Après avoir été créé en janvier 2017, EN MIETTES revient du 19 au 21 novembre dans une nouvelle version intégrant la suite des événements, ouvrant ainsi à Camille de nouvelles perspectives d’avenir. Retour sur notre précédente critique.

Dans une mise en scène de Laura Mariani « En miettes » est un spectacle original, résultant de la rencontre de deux textes de Ionesco, une fable nouvelle mêlant l’essence de « Jacques ou la soumission » à des extraits de « Journal en miettes ». Un voyage envoûtant aux accents philosophiques qui entraîne le spectateur dans la spirale douce et cruelle de l’enfance.

« Il y a l’âge d’or : c’est l’âge de l’enfance, de l’ignorance ; dès que l’on sait que l’on va mourir, l’enfance est terminée. Comme je l’ai dit, elle a fini pour
moi très tôt. On est donc adulte à sept ans. » Journal en miettes – Eugène Ionesco

Camille ne dit rien. Camille ne fait rien. il n’a pas de goût, pas de forme, pas d’envie. Il ne tient même pas debout. Face à des parents désemparés par son apathie, face à un psychologue tentant en vain de diagnostiquer son mal-être, nous comprenons que Camille est simplement différent. Il n’aura pas les désirs que le monde lui impose, il n’aura pas les pensées qu’il faut avoir, il sera lui et c’est déjà pas mal. La métamorphose commence, il faut muer, muter, ramasser et coller les morceaux, assembler les pièces de son puzzle, encore et encore jusqu’à trouver l’équilibre. Et le temps de l’acceptation est long, difficile, âpre et délicieux à la fois.

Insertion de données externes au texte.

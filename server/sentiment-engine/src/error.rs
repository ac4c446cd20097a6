//! Structured error types for the sentiment engine.

use thiserror::Error;

/// Failures that halt one analysis. Cell-level problems never surface here:
/// every cell is coerced to text before classification.
#[derive(Debug, Error)]
pub enum AnalysisError {
  #[error("Could not read the file: {0}")]
  UnreadableFile(String),

  #[error("No column containing 'review' found. Please make sure the file has a review column.")]
  MissingReviewColumn,

  #[error("unsupported file type: {0} (expected .csv or .xlsx)")]
  UnsupportedFormat(String),

  #[error("could not write the results file: {0}")]
  Export(String),
}

impl AnalysisError {
  pub fn unreadable(reason: impl Into<String>) -> Self {
    Self::UnreadableFile(reason.into())
  }

  pub fn export(reason: impl Into<String>) -> Self {
    Self::Export(reason.into())
  }

  /// Stable machine-readable kind, used in API payloads and logs.
  pub fn kind(&self) -> &'static str {
    match self {
      Self::UnreadableFile(_) => "unreadable_file",
      Self::MissingReviewColumn => "missing_review_column",
      Self::UnsupportedFormat(_) => "unsupported_format",
      Self::Export(_) => "export",
    }
  }
}

impl From<csv::Error> for AnalysisError {
  fn from(e: csv::Error) -> Self {
    Self::unreadable(e.to_string())
  }
}

impl From<calamine::XlsxError> for AnalysisError {
  fn from(e: calamine::XlsxError) -> Self {
    Self::unreadable(e.to_string())
  }
}

impl From<rust_xlsxwriter::XlsxError> for AnalysisError {
  fn from(e: rust_xlsxwriter::XlsxError) -> Self {
    Self::export(e.to_string())
  }
}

Laura Mariani s’empare avec intelligence de l’écriture délicate de Ionesco. Là où tant connaissent son illustre talent pour l’absurde elle met en lumière ici une facette plus profonde de l’écrivain, plus psychologique au bon sens du terme, réussissant à maintenir tout de même une certaine forme d’abstraction dans le style. Par un redoutable travail d’adaptation la metteure en scène croise deux textes, l’emblématique « Jacques ou la soumission » et le journal plus personnel d’Eugène Ionesco. Elle dessine alors les contours d’un personnage principal troublant et attachant comme autant de versions d’un Ionesco en transformation, en chantier, en miettes. Laura Mariani y inscrit surtout un style visuel puissant, bien à elle, elle convoque de très belles images, un univers sensible et tendre, notamment par le biais d’une scénographie particulièrement réussie à l’image de ces couches superposées de papier peint, métaphore du temps qui passe et qui façonne à l’infini les personnalités. En croisant les paroles des deux protagonistes, à savoir Camille et le vieux, elle crée également de toutes pièces un espace-temps flottant, où les repères sont brouillés et mouvants permettant une rencontre perturbante entre passé et présent. L’interprétation est particulièrement soignée, le spectacle se distingue avant tout par la qualité de sa distribution. Sur le fil, avec beaucoup de délicatesse et faisant preuve d’un jeu tout en nuances les acteurs de la compagnie La pièce montée rendent un hommage vibrant à cet état étrange de la fin de l’enfance, à cette peur organique de grandir, à l’angoisse béante face à la nécessité ou l’obligation d’être heureux. Enfin, incontestablement, Eugène Ionesco quant à lui n’a pas fini de dévoiler ses mystères.

Audrey Jean

« En miettes » 
Librement adapté de « Jacques ou la soumission », « L’avenir est dans les oeufs » et « Journal en miettes »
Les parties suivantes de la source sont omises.